**TASK STATEMENT**
From the records below, extract only the lines running from the line with "retention must be" to the line with "Serialize, Deserialize, Default)]", both lines included, reproducing them exactly.

━━━ MATERIAL SHOWN

//! Configuration module for lanwatch
//!
//! Two layers: `DaemonConfig` is read from TOML at startup and covers paths,
//! tool invocation and loop cadences. `ReconSettings` describes how to reach
//! the recon service and lives in the store so it can change at runtime.

use crate::{WatchError, WatchResult};
use serde::{Deserialize, Serialize};
use std::fs;
use std::path::{Path, PathBuf};
use std::str::FromStr;
use std::time::Duration;

/// Daemon-wide configuration
#[derive(Debug, Clone, Serialize, Deserialize)]
#[serde(default)]
pub struct DaemonConfig {
    /// SQLite database file
    pub database_path: PathBuf,

    /// Advisory lock taken by the process that owns the scheduler
    pub lock_path: PathBuf,

    /// System events older than this are removed by the nightly cleanup
    pub event_retention_days: i64,

    /// How often `serve` re-reads jobs edited by other processes
    pub sync_interval_secs: u64,

    pub nmap: NmapSettings,
    pub runner: RunnerSettings,
    pub monitor: MonitorSettings,
}

impl Default for DaemonConfig {
    fn default() -> Self {
        let data_dir = dirs::data_local_dir()
            .unwrap_or_else(|| PathBuf::from("."))
            .join("lanwatch");
        Self {
            database_path: data_dir.join("lanwatch.db"),
            lock_path: std::env::temp_dir().join("lanwatch-scheduler.lock"),
            event_retention_days: 30,
            sync_interval_secs: 30,
            nmap: NmapSettings::default(),
            runner: RunnerSettings::default(),
            monitor: MonitorSettings::default(),
        }
    }
}

/// How the host-discovery binary is invoked
#[derive(Debug, Clone, Serialize, Deserialize)]
#[serde(default)]
pub struct NmapSettings {
    /// Path to nmap binary
    pub binary: String,
    /// Arguments used when a run supplies none
    pub default_args: Vec<String>,
    /// Appended to streamed runs so partial output shows progress
    pub progress_args: Vec<String>,
}

impl Default for NmapSettings {
    fn default() -> Self {
        Self {
            binary: "nmap".to_string(),
            default_args: vec!["-sn".to_string()],
            progress_args: vec!["--stats-every".to_string(), "1s".to_string(), "-v".to_string()],
        }
    }
}

/// One-shot scan runner cadences and bounds
#[derive(Debug, Clone, Serialize, Deserialize)]
#[serde(default)]
pub struct RunnerSettings {
    /// Persist partial output at least this often
    pub flush_interval_ms: u64,
    /// ...or after this many new lines, whichever comes first
    pub flush_lines: usize,
    /// Partial output keeps only the most recent bytes beyond this size
    pub max_output_bytes: usize,
    /// Error text stored on a failed run is cut to this many characters
    pub max_error_chars: usize,
    /// Host list polling interval for recon-service runs
    pub rest_poll_interval_ms: u64,
    /// Session length for recon-service runs that don't specify one
    pub rest_default_duration_secs: u64,
}

impl Default for RunnerSettings {
    fn default() -> Self {
        Self {
            flush_interval_ms: 500,
            flush_lines: 10,
            max_output_bytes: 50_000,
            max_error_chars: 1000,
            rest_poll_interval_ms: 2000,
            rest_default_duration_secs: 60,
        }
    }
}

impl RunnerSettings {
    pub fn flush_interval(&self) -> Duration {
        Duration::from_millis(self.flush_interval_ms)
    }

    pub fn rest_poll_interval(&self) -> Duration {
        Duration::from_millis(self.rest_poll_interval_ms)
    }
}

/// Continuous monitor cadences and retry bounds
#[derive(Debug, Clone, Serialize, Deserialize)]
#[serde(default)]
pub struct MonitorSettings {
    pub event_poll_ms: u64,
    /// Full host snapshot reconciliation period
    pub snapshot_interval_ms: u64,
    /// Events requested per poll
    pub event_batch: usize,
    pub max_retries: u32,
    pub backoff_ms: u64,
    /// Lines kept per journal (raw and friendly each)
    pub journal_capacity: usize,
}

impl Default for MonitorSettings {
    fn default() -> Self {
        Self {
            event_poll_ms: 2000,
            snapshot_interval_ms: 60_000,
            event_batch: 100,
            max_retries: 10,
            backoff_ms: 10_000,
            journal_capacity: 1000,
        }
    }
}

impl MonitorSettings {
    pub fn event_poll(&self) -> Duration {
        Duration::from_millis(self.event_poll_ms)
    }

    pub fn snapshot_interval(&self) -> Duration {
        Duration::from_millis(self.snapshot_interval_ms)
    }

    pub fn retry_policy(&self) -> crate::error::RetryPolicy {
        crate::error::RetryPolicy::new(self.max_retries, Duration::from_millis(self.backoff_ms))
    }
}

impl DaemonConfig {
    /// Load configuration from TOML file
    pub fn from_toml_file<P: AsRef<Path>>(path: P) -> WatchResult<Self> {
        let content = fs::read_to_string(path.as_ref())
            .map_err(|e| WatchError::Config(format!("Failed to read config file: {}", e)))?;

        let config: DaemonConfig = toml::from_str(&content)
            .map_err(|e| WatchError::Config(format!("Failed to parse TOML: {}", e)))?;

        config.validate()?;
        Ok(config)
    }

    /// Load configuration from default locations
    pub fn load_default_config() -> Self {
        let home_dir = dirs::home_dir().unwrap_or_else(|| PathBuf::from("."));
        let path = home_dir.join(".lanwatch.toml");

        if path.exists() {
            match Self::from_toml_file(&path) {
                Ok(config) => {
                    log::info!("Loaded config from {}", path.display());
                    return config;
                }
                Err(e) => log::warn!("Ignoring {}: {}", path.display(), e),
            }
        }

        Self::default()
    }

    /// Validate the configuration
    pub fn validate(&self) -> WatchResult<()> {
        if self.nmap.binary.trim().is_empty() {
            return Err(WatchError::Config("nmap binary cannot be empty".to_string()));
        }

        if self.runner.flush_lines == 0 || self.runner.max_output_bytes == 0 {
            return Err(WatchError::Config("runner buffer limits must be greater than 0".to_string()));
        }

        if self.monitor.event_poll_ms == 0 || self.monitor.snapshot_interval_ms == 0 {
            return Err(WatchError::Config("monitor intervals must be greater than 0".to_string()));
        }

        if self.monitor.journal_capacity == 0 {
            return Err(WatchError::Config("journal capacity must be greater than 0".to_string()));
        }

        if self.event_retention_days <= 0 {
            return Err(WatchError::Config("event retention must be at least one day".to_string()));
        }

        Ok(())
    }
}

/// Whether the recon service actively probes or only listens
#[derive(Debug, Clone, Copy, PartialEq, Eq, Serialize, Deserialize, Default)]
#[serde(rename_all = "lowercase")]
pub enum ProbeMode {
    #[default]
    Active,
    Passive,
}

impl ProbeMode {
    pub fn as_str(&self) -> &'static str {
        match self {
            ProbeMode::Active => "active",
            ProbeMode::Passive => "passive",
        }
    }
}

impl FromStr for ProbeMode {
    type Err = WatchError;

    fn from_str(s: &str) -> Result<Self, Self::Err> {
        match s.to_ascii_lowercase().as_str() {
            "active" => Ok(ProbeMode::Active),
            "passive" => Ok(ProbeMode::Passive),
            other => Err(WatchError::Validation(format!(
                "probe mode must be 'active' or 'passive', got '{}'",
                other
            ))),
        }
    }
}

/// Connection settings for the recon service, persisted in the store
#[derive(Debug, Clone, PartialEq, Eq, Serialize, Deserialize)]
#[serde(default)]
pub struct ReconSettings {
    /// Instance used for discovery
    pub scan_url: String,
    /// Instance used for ARP ban
    pub ban_url: String,
    pub username: String,
    pub password: String,
    pub probe_mode: ProbeMode,
    /// Seconds between active probes
    pub probe_throttle: u32,
    /// Per-probe timeout in seconds
    pub probe_timeout: u32,
}

impl Default for ReconSettings {
    fn default() -> Self {
        Self {
            scan_url: "http://127.0.0.1:8081".to_string(),
            ban_url: "http://127.0.0.1:8082".to_string(),
            username: "user".to_string(),
            password: "pass".to_string(),
            probe_mode: ProbeMode::Active,
            probe_throttle: 5,
            probe_timeout: 3,
        }
    }
}

impl ReconSettings {
    /// Validate the settings before they are persisted
    pub fn validate(&self) -> WatchResult<()> {
        for (name, url) in [("scan_url", &self.scan_url), ("ban_url", &self.ban_url)] {
            if !(url.starts_with("http://") || url.starts_with("https://")) {
                return Err(WatchError::Validation(format!(
                    "{} must be an http(s) URL, got '{}'",
                    name, url
                )));
            }
        }

        if self.probe_throttle == 0 {
            return Err(WatchError::Validation("probe throttle must be at least 1".to_string()));
        }

        Ok(())
    }
}

#[cfg(test)]
mod tests {
    use super::*;
    use std::io::Write;

    #[test]
    fn test_default_config_is_valid() {
        let config = DaemonConfig::default();
        assert!(config.validate().is_ok());
        assert_eq!(config.nmap.default_args, vec!["-sn".to_string()]);
        assert_eq!(config.monitor.retry_policy().max_retries, 10);
    }

    #[test]
    fn test_partial_toml_keeps_defaults() {
        let mut file = tempfile::NamedTempFile::new().unwrap();
        writeln!(file, "event_retention_days = 7\n[monitor]\nmax_retries = 3").unwrap();

        let config = DaemonConfig::from_toml_file(file.path()).unwrap();
        assert_eq!(config.event_retention_days, 7);
        assert_eq!(config.monitor.max_retries, 3);
        assert_eq!(config.monitor.event_batch, 100);
        assert_eq!(config.runner.flush_lines, 10);
    }

    #[test]
    fn test_invalid_config_rejected() {
        let mut config = DaemonConfig::default();
        config.monitor.journal_capacity = 0;
        assert!(config.validate().is_err());
    }

    #[test]
    fn test_recon_settings_roundtrip_and_validation() {
        let json = r#"{"scan_url":"http://10.0.0.2:8081","probe_mode":"passive"}"#;
        let settings: ReconSettings = serde_json::from_str(json).unwrap();
        assert_eq!(settings.probe_mode, ProbeMode::Passive);
        assert_eq!(settings.ban_url, "http://127.0.0.1:8082");
        assert!(settings.validate().is_ok());

        let bad = ReconSettings { scan_url: "10.0.0.2".into(), ..Default::default() };
        assert!(bad.validate().is_err());
        assert!("bogus".parse::<ProbeMode>().is_err());
    }
}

━━━━━━

**WORKED SOLUTION**
            return Err(WatchError::Config("event retention must be at least one day".to_string()));
        }

        Ok(())
    }
}

/// Whether the recon service actively probes or only listens
#[derive(Debug, Clone, Copy, PartialEq, Eq, Serialize, Deserialize, Default)]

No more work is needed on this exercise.